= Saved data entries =
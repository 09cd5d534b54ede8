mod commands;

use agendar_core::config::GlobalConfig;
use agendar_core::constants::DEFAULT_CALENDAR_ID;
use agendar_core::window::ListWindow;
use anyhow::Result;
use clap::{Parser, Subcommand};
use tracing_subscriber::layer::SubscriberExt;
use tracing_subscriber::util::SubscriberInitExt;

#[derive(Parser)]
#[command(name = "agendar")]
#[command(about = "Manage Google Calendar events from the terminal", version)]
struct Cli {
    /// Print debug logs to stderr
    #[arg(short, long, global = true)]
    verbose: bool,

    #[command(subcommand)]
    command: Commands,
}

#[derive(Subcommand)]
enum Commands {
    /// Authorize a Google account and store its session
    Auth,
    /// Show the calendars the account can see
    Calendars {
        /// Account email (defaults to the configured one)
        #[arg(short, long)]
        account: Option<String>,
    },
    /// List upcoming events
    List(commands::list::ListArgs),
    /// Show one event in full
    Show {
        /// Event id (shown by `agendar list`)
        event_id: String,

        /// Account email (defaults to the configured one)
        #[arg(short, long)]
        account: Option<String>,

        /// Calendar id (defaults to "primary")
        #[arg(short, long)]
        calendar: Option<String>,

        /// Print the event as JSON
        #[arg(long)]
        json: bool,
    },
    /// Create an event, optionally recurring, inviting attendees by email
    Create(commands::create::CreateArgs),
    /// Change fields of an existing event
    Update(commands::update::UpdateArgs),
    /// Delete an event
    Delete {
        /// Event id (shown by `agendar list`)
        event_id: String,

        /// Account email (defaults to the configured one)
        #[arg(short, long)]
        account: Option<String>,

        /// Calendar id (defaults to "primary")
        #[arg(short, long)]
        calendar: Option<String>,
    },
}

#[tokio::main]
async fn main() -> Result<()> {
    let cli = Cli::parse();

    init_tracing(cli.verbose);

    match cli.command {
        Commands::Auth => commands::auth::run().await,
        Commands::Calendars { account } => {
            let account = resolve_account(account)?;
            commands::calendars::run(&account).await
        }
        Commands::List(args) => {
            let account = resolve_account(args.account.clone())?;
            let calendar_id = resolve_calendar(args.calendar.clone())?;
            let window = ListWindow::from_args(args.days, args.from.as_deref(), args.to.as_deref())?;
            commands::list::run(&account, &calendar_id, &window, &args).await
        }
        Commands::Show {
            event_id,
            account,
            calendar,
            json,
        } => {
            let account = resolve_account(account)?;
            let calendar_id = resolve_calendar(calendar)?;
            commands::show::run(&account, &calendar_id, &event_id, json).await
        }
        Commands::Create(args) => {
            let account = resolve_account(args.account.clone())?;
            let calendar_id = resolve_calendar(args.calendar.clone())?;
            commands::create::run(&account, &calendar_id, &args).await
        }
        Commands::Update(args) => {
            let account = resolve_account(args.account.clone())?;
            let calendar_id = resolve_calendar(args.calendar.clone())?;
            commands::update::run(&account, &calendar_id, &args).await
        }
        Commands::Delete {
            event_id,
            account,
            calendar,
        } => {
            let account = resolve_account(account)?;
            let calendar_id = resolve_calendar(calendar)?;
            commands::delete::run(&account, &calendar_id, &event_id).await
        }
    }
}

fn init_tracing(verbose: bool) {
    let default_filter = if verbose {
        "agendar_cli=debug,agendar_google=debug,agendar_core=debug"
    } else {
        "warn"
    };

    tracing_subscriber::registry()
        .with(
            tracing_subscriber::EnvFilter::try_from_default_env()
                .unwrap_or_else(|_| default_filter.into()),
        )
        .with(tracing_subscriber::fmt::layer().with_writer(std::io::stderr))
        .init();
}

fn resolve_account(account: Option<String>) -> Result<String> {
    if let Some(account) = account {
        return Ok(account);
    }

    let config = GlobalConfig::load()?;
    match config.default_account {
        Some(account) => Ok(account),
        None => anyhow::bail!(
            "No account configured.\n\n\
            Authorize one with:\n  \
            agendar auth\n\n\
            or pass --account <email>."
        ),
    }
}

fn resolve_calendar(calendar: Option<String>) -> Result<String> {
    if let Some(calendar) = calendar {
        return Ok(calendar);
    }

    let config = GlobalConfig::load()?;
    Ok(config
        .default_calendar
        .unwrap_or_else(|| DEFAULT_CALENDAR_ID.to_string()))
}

==

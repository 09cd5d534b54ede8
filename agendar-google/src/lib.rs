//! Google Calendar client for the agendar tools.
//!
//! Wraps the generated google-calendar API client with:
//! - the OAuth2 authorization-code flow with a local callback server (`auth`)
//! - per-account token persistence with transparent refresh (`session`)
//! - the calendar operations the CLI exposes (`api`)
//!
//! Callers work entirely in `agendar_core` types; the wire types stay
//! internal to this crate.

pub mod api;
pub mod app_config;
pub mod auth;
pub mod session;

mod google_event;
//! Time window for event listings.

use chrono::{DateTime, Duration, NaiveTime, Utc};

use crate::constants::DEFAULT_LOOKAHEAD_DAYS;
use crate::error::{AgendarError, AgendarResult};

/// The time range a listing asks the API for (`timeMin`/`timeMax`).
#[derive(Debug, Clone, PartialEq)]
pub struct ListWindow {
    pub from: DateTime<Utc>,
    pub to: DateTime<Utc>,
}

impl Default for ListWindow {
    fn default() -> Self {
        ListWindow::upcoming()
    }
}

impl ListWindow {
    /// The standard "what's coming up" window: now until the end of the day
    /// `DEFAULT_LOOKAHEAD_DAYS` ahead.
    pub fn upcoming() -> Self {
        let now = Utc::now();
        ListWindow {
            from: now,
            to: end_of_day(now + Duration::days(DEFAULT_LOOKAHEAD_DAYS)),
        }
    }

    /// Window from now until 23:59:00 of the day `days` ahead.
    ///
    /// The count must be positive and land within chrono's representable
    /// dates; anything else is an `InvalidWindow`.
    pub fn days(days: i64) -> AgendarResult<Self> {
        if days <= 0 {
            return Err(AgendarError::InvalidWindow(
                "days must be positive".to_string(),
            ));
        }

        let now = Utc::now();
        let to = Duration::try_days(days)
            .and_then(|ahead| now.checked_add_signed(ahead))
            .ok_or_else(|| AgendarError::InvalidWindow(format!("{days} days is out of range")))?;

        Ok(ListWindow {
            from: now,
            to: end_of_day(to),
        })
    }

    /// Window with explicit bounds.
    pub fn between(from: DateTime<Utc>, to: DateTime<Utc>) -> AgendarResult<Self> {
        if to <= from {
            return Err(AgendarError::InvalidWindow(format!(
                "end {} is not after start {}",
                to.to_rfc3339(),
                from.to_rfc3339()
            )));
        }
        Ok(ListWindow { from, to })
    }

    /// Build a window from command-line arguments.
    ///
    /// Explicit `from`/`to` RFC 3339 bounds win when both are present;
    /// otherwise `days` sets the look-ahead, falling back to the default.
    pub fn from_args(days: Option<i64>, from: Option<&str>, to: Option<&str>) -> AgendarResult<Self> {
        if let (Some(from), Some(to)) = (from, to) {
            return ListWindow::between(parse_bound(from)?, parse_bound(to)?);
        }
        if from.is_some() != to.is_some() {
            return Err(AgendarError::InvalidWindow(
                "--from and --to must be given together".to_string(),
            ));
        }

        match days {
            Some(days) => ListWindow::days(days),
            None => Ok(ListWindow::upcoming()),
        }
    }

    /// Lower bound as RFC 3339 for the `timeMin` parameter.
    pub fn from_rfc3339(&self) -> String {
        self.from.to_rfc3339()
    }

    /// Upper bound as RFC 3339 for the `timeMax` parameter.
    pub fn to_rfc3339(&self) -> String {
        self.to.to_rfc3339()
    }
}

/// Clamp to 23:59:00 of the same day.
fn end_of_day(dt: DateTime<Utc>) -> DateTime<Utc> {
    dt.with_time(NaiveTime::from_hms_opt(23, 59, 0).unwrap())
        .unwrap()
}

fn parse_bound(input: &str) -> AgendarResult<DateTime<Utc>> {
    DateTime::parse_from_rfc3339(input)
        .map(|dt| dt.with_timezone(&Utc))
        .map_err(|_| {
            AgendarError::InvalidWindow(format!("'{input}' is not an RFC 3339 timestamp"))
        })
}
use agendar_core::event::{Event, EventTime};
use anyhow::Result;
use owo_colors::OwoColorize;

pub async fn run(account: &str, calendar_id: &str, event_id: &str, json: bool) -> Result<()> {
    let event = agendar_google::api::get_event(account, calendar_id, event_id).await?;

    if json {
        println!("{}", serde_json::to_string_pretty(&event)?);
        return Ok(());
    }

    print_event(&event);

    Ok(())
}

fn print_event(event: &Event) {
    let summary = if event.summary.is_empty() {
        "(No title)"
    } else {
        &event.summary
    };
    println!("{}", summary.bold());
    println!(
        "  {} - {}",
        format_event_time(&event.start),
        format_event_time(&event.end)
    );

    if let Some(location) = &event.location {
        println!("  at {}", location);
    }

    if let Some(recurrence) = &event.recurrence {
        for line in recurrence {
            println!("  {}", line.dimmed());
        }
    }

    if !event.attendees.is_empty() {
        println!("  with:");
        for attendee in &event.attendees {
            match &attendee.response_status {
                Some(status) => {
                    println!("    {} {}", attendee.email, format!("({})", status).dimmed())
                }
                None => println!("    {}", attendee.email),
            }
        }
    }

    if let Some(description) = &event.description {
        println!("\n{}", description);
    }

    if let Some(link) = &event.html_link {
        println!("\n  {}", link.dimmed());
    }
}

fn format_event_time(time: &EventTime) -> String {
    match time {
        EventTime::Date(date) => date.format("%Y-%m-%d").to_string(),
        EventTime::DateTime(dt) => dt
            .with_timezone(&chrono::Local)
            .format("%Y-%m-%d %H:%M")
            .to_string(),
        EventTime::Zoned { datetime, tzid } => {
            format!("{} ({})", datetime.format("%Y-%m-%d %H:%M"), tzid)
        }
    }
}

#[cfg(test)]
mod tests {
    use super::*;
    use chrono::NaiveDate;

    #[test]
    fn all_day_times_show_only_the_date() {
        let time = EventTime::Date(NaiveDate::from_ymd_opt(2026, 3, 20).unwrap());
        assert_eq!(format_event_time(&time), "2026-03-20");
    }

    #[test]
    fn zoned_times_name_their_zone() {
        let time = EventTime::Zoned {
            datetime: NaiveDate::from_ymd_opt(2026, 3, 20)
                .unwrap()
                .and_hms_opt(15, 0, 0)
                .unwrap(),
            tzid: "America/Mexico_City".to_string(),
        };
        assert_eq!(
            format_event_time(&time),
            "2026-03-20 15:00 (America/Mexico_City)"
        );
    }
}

= EXERCISE DIRECTIONS =
I need each line of the entries that holds the string "events" located and copied.

= ANSWER FOR THE TASK =
#[command(about = "Manage Google Calendar events from the terminal", version)]
    /// List upcoming events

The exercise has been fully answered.